Try it
Look below. Copy each line that has "records" in it.

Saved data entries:
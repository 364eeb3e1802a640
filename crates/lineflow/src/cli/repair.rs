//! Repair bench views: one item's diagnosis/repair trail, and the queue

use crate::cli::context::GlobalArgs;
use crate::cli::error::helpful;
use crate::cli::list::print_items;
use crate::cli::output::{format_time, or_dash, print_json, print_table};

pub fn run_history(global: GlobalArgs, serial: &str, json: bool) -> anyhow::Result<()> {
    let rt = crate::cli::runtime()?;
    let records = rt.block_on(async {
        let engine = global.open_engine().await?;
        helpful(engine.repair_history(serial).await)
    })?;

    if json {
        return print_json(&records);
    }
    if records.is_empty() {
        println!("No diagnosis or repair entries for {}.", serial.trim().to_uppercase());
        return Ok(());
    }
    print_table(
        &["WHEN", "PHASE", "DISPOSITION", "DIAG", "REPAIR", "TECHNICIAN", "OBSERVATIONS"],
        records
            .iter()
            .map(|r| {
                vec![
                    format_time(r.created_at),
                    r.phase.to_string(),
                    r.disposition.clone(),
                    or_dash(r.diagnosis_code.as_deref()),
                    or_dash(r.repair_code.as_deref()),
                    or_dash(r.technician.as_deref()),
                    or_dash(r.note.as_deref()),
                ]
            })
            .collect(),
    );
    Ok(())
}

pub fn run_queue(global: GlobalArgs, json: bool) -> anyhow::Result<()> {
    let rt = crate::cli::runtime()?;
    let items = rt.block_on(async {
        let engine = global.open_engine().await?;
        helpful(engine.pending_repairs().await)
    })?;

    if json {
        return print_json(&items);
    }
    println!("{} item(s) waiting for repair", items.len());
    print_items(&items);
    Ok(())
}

Task result
    let records = rt.block_on(async {
        return print_json(&records);
    if records.is_empty() {
        records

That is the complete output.